When Vladimir Putin, Russia’s triumphant president, spoke on March 18, 2014, to his parliament, the Duma, and other Russian leaders and announced the annexation of Crimea following its referendum, which took place with no free debate and was rammed through under the watchful eyes of armed men and Russian soldiers, he repeated the line that maybe even he believes, but certainly many Russians and those in rebel-held territory believe. There had been a coup d’état in Kiev against the lawfully elected government of President Yanukovych executed by “nationalists, neo-Nazis, Russophobes and anti-Semites.” Some of these there were, just as there are plenty of the same on the Russian and rebel side, but to tar the whole revolution in this way made sense only to people who actually wanted to believe it. For supporters from Western countries and other foreign admirers of Putin and the rebels, it also provided what seemed like a noble “anti-fascist” cause to belong to, rather than subscribing to an invented and racist interpretation of events in which all Ukrainians were fascists and the Russians or the rebels were heroic liberators. “We can all clearly see the intentions of these ideological heirs of [Stepan] Bandera,” said Putin, “Hitler’s accomplice during the Second World War.”
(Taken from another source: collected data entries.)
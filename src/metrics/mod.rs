//! 高可用指标
//!
//! - `window`: 按秒计数的请求速率窗口
//! - `aggregator`: `HAMetrics` 计算与 ha:degraded 告警
//! - `exporter`: Prometheus 文本导出

pub mod aggregator;
pub mod exporter;
pub mod window;

pub use aggregator::{HAMetrics, MetricsAggregator};
pub use exporter::HaPrometheus;
pub use window::RequestWindow;
//! 工具模块

pub mod config;

pub use config::{
    AffinityConfig, ClusterNodeConfig, HaConfig, HttpConfig, LoadBalancerNodeConfig,
    MetricsConfig, ServiceConfig,
};
//! 对外服务层
//!
//! - `ha`: 进程内调用的高可用服务
//! - `http`: 管理接口 (actix-web)

pub mod ha;
pub mod http;

pub use ha::HaService;
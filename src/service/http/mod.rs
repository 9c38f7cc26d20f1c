//! HTTP API 服务模块
//!
//! 提供高可用控制面的管理接口：指标、节点清单、故障转移历史与人工切换

pub mod handlers;
pub mod models;
pub mod routes;

use actix_web::{middleware, web, App, HttpServer as ActixHttpServer};
use std::io;
use std::sync::Arc;

use crate::service::ha::HaService;
use handlers::AppState;

/// HTTP 服务器
pub struct HttpServer {
    /// 应用状态
    app_state: Arc<AppState>,

    /// 监听地址
    bind_address: String,
}

impl HttpServer {
    pub fn new(ha: Arc<HaService>, bind_address: String) -> Self {
        Self {
            app_state: Arc::new(AppState { ha }),
            bind_address,
        }
    }

    /// 启动 HTTP 服务器
    pub async fn run(self) -> io::Result<()> {
        log::info!("Starting HTTP server at {}", self.bind_address);

        let app_state = self.app_state.clone();

        ActixHttpServer::new(move || {
            App::new()
                .app_data(web::Data::new(app_state.clone()))
                .wrap(middleware::Logger::default())
                .wrap(middleware::Compress::default())
                .configure(routes::configure)
        })
        .bind(&self.bind_address)?
        .run()
        .await
    }
}
//! HTTP API 请求/响应模型

use serde::{Deserialize, Serialize};

use crate::failover::{FailoverState, FailoverStats};

/// 通用响应
#[derive(Debug, Clone, Serialize, Deserialize)]
pub struct ApiResponse<T> {
    pub success: bool,
    pub data: Option<T>,
    pub error: Option<ApiError>,
}

/// API 错误
#[derive(Debug, Clone, Serialize, Deserialize)]
pub struct ApiError {
    pub code: u32,
    pub message: String,
}

impl<T> ApiResponse<T> {
    pub fn success(data: T) -> Self {
        Self {
            success: true,
            data: Some(data),
            error: None,
        }
    }

    pub fn error(code: u32, message: String) -> Self {
        Self {
            success: false,
            data: None,
            error: Some(ApiError { code, message }),
        }
    }
}

/// 故障转移历史查询
#[derive(Debug, Clone, Deserialize)]
pub struct HistoryQuery {
    #[serde(default = "default_history_limit")]
    pub limit: usize,
}

fn default_history_limit() -> usize {
    10
}

/// 节点指标上报
#[derive(Debug, Clone, Serialize, Deserialize)]
pub struct NodeMetricsRequest {
    #[serde(default)]
    pub response_time_ms: Option<f64>,
    #[serde(default)]
    pub error_rate: Option<f64>,
}

/// 副本心跳
#[derive(Debug, Clone, Serialize, Deserialize)]
pub struct ReplicaReportRequest {
    pub lag_ms: u64,
    #[serde(default)]
    pub consistency: Option<f64>,
    #[serde(default)]
    pub data_version: Option<String>,
}

/// 人工故障转移结果
#[derive(Debug, Clone, Serialize, Deserialize)]
pub struct FailoverTestResponse {
    pub success: bool,
    pub master: Option<String>,
}

/// 状态机快照
#[derive(Debug, Clone, Serialize)]
pub struct StateResponse {
    pub state: FailoverState,
    pub master: Option<String>,
    pub stats: FailoverStats,
}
In Kiev I talked with Professor Grigory Perpelytsia, a former Soviet naval man, who now teaches at the Foreign Ministry’s Diplomatic Academy. We walked down the hill from the academy and ducked into a dark restaurant serving hearty old-fashioned Ukrainian cuisine, meaning mostly large portions of meat. Putin, he said, wanted Russian troops to be welcomed with “flowers and songs”—as they were by many in Crimea, though anyone who did not feel this way was hardly likely to be on the streets. In order to achieve this, he said, Putin had launched an info-war against “Ukrainian fascists” and Banderovtsi . Many were receptive to this kind of message, he explained, especially older people in Russia and to a certain extent in Ukraine, because many still retained a Soviet mentality, “want to go back to the USSR” and perceived Russia to be its inheritor. To burnish this image Russia exploited the victory of the Second World War and the symbols of the USSR, which disoriented people and confused them. In Ukraine, all this served to consolidate divisions which already existed. One of the great failings of the modern Ukrainian state is that it has never been able to create an all-encompassing post-Soviet narrative of modern Ukrainian history that was broadly accepted by most, if not all. The modern Ukrainian state has no common soundtrack of history, which for Britain for example includes Churchill telling Britons they would fight on the beaches and in the hills, or de Gaulle telling the French that they had lost a battle but not the war. Reality might have been more complex, but nevertheless there are no serious challenges to these modern narratives—even in France, where there was plenty of collaboration. In Ukraine’s case, however, the story is different and, as the conflict has shown, two baleful figures loom over it, those of Bandera and Stalin. Understanding this is essential to understanding Ukraine today.

2.

Thumbelina in Donetsk

In April 2014, as the war began, Ekaterina Mihaylova, aged thirty-five, ran the press office of the newly proclaimed Donetsk People’s Republic. She told me that she used to be a journalist. Her office was in the regional administration building in Donetsk, which had been seized by a motley collection of protesters and activists and surrounded by Maidan-style walls of old tires. There were posters of the European Union flag crossed out in red and reproduction Second World War Soviet posters urging people to watch what they said in case of spies. One picture showed an angry Putin spanking a naughty child Obama who was laid across his lap. A large misspelled sign in English pasted to a low wall decorated with mining helmets said: “NO FASHISM.” Someone had photocopied a photo of Red Army troops being welcomed into Donetsk in 1943, stuck it on the wall and written “Liberation of Donetsk” on the A4 sheet of paper. Why was there so much Soviet iconography?